On Sat, 19 Jan 2008, Mark Brown wrote:
> On Sat, Jan 19, 2008 at 02:12:50PM +0100, Raphael Hertzog wrote:
> 
> > I'm sorry I don't understand. Why should they not be there and why can't
> > they be hidden/removed if they are not wanted?
> 
> They shouldn't be there because they are there to provide access to a 64
> bit off_t on 32 bit architectures.  When off_t is already 64 bit they
> are redundant.  I could hide or remove them but I prefer to be extremely
> conservative in introducing any deviation from upstream behaviour so I'd
> rather have that change made upstream.

Ok, that's what I expected. I agree it's something to discuss with
upstream.

> > Also if nobody is suppossed to link against them, and if you can't make
> > them disappear, what about associating them to an unsatisfiable
> > dependency for examples with entries like:
> 
> I had assumed that you would complain about doing that too.

Well I wouldn't, but maybe users of the *64 symbols would... in the end I
think that either we support the *64 symbols like the others (since
upstream does), or we decide that they shouldn't be used and we make it
explicit with such a change.

BTW, I noticed two other potential problems:
 [EMAIL PROTECTED] 1:1.1.2
 [EMAIL PROTECTED] 1:1.1.4

Why do the minimal version not match the version of the symbol ?

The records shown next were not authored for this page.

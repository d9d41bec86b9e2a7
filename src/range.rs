//! Selection ranges and range/node intersection.
//!
//! A range is a pair of boundary points delimiting a contiguous region of
//! a tree. This module only answers containment queries; it never mutates
//! the tree. Intersection follows the DOM standard's boundary-point
//! comparison: a node intersects a range iff the node's own span, taken
//! as `(parent, index)..(parent, index + 1)`, overlaps the range. An
//! ancestor of the range's endpoints intersects; a wholly contained
//! descendant intersects; a disjoint sibling does not.
//!
//! Some browser engines have historically reported an adjacent sibling of
//! a single selected node as intersecting. This implementation sticks to
//! the standard comparison and does not reproduce that behavior.

use crate::error::{DomError, Result};
use crate::tree::Document;
use crate::types::NodeId;
use serde::{Deserialize, Serialize};
use std::cmp::Ordering;

/// One boundary point: a node and an offset into it. The offset is a
/// child index for container nodes and a character offset for Text nodes.
#[derive(Debug, Clone, Copy, PartialEq, Eq, Serialize, Deserialize)]
pub struct Boundary {
    pub node: NodeId,
    pub offset: usize,
}

/// A contiguous region of a tree, delimited by two boundary points.
///
/// [`Range::select_node`] always produces an ordered pair. With explicit
/// boundary points the caller is responsible for putting `start` before
/// `end`; a reversed range is not an error, it simply spans nothing.
#[derive(Debug, Clone, Copy, PartialEq, Eq, Serialize, Deserialize)]
pub struct Range {
    pub start: Boundary,
    pub end: Boundary,
}

impl Range {
    /// Range from explicit boundary points. The points are taken as
    /// given; see the type docs for ordering.
    pub fn new(start: Boundary, end: Boundary) -> Self {
        Self { start, end }
    }

    /// Range spanning exactly one attached node: from just before it to
    /// just after it, within its parent.
    pub fn select_node(doc: &Document, node: NodeId) -> Result<Self> {
        let parent = doc.get(node)?.parent.ok_or(DomError::NotAttached)?;
        let index = doc.index_in_parent(node)?;
        Ok(Self {
            start: Boundary { node: parent, offset: index },
            end: Boundary { node: parent, offset: index + 1 },
        })
    }

    /// True iff any part of `node`'s content falls within this range.
    ///
    /// Returns [`DomError::DisjointTrees`] when the node and the range do
    /// not share a tree root; the comparison is undefined across trees.
    pub fn intersects_node(&self, doc: &Document, node: NodeId) -> Result<bool> {
        if doc.tree_root(node)? != doc.tree_root(self.start.node)? {
            return Err(DomError::DisjointTrees);
        }

        let parent = match doc.get(node)?.parent {
            Some(parent) => parent,
            // The tree root contains every range rooted in it.
            None => return Ok(true),
        };
        let offset = doc.index_in_parent(node)?;

        let node_start = Boundary { node: parent, offset };
        let node_end = Boundary { node: parent, offset: offset + 1 };

        Ok(compare_boundaries(doc, node_start, self.end)? == Ordering::Less
            && compare_boundaries(doc, node_end, self.start)? == Ordering::Greater)
    }
}

/// Total order of two boundary points within one tree: before, equal, or
/// after in document order.
pub fn compare_boundaries(doc: &Document, a: Boundary, b: Boundary) -> Result<Ordering> {
    Ok(boundary_path(doc, a)?.cmp(&boundary_path(doc, b)?))
}

/// The child-index path from the tree root down to a boundary point. Two
/// paths compare lexicographically in document order; a shorter prefix
/// means the boundary sits before its descendant's content.
fn boundary_path(doc: &Document, boundary: Boundary) -> Result<Vec<usize>> {
    let mut path = vec![boundary.offset];
    let mut current = boundary.node;
    while doc.get(current)?.parent.is_some() {
        path.push(doc.index_in_parent(current)?);
        current = doc.get(current)?.parent.unwrap_or(current);
    }
    path.reverse();
    Ok(path)
}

> Oh, bah humbug.  I see - I hadn't realised that any attention was being
> paid to the package name in the header there.  I had been under the
> impression for some reason that the package name for the dependency was 
> generated from the package containing the symbol file.  I remember
> looking at the header line, scratching my head about what the MINVER
> stuff was about and making a note to look at it when I worked out what
> it did but that never happened.
> 
> I'll do yet another upload today or tomorrow.

Thanks.

> I have to say I find the specification of the package name in this way
> somewhat uncomfortable - with the 32/64 bit zlib varaints the toolchain
> must already have worked out which package contains the relevant libary
> in order to identify the relevant symbols flle.  I'd be more comfortable
> if I were 

You forgot to finish the sentence... :-) but anyway, it's not really
possible because one might want to generate a more complicated dependency
like "helper-tools, virtuallib | reallib #MINVER#". So the dependency that
is generated is really free-form and you can embed somewhere a #MINVER#
that will be replaced by the calculated "(>= minver)". (In the shlibs one
can also put whatever he wants except that the shlibs is auto-generated
most of the time while the symbols file needs more handholding)

But maybe we can have a lintian warning if the name of the package appears
nowhere in the dependency.

> Sure, it wasn't that I felt this was an attack.  It was more that I had
> found the existing behaviour of the tools very useful (I especially like
> the fact that it will keep triggering warnings in the build) but that
> using this ended up generating high severity bug reports.

Well, I put important because I thought you overlooked it not because the
problem was really critical. And while I agree the warnings are useful, I
don't understand why one would want to keep them instead of taking proper
measures to not generate them. :)

> > We're still discovering what good practices are and that's why I submitted
> > this bug and that's why I added the lintian check. I didn't expect that it
> > was a deliberate choice of yours to not list symbols which are actually
> > provided by the lib.
> 
> The way I was looking at it the symbol files are a declaritive thing
> saying which symbols should be in the library and which minimum versions
> apply to each (this is why I don't autogenerate the lists of 64 and 32
> bit cross architectures).

That's the general logic yes. Though if other symbols are provided and
shouldn't be used, I'd rather make that explicit than let them generate a
dependency on a recent version of the lib which might go unnoticed.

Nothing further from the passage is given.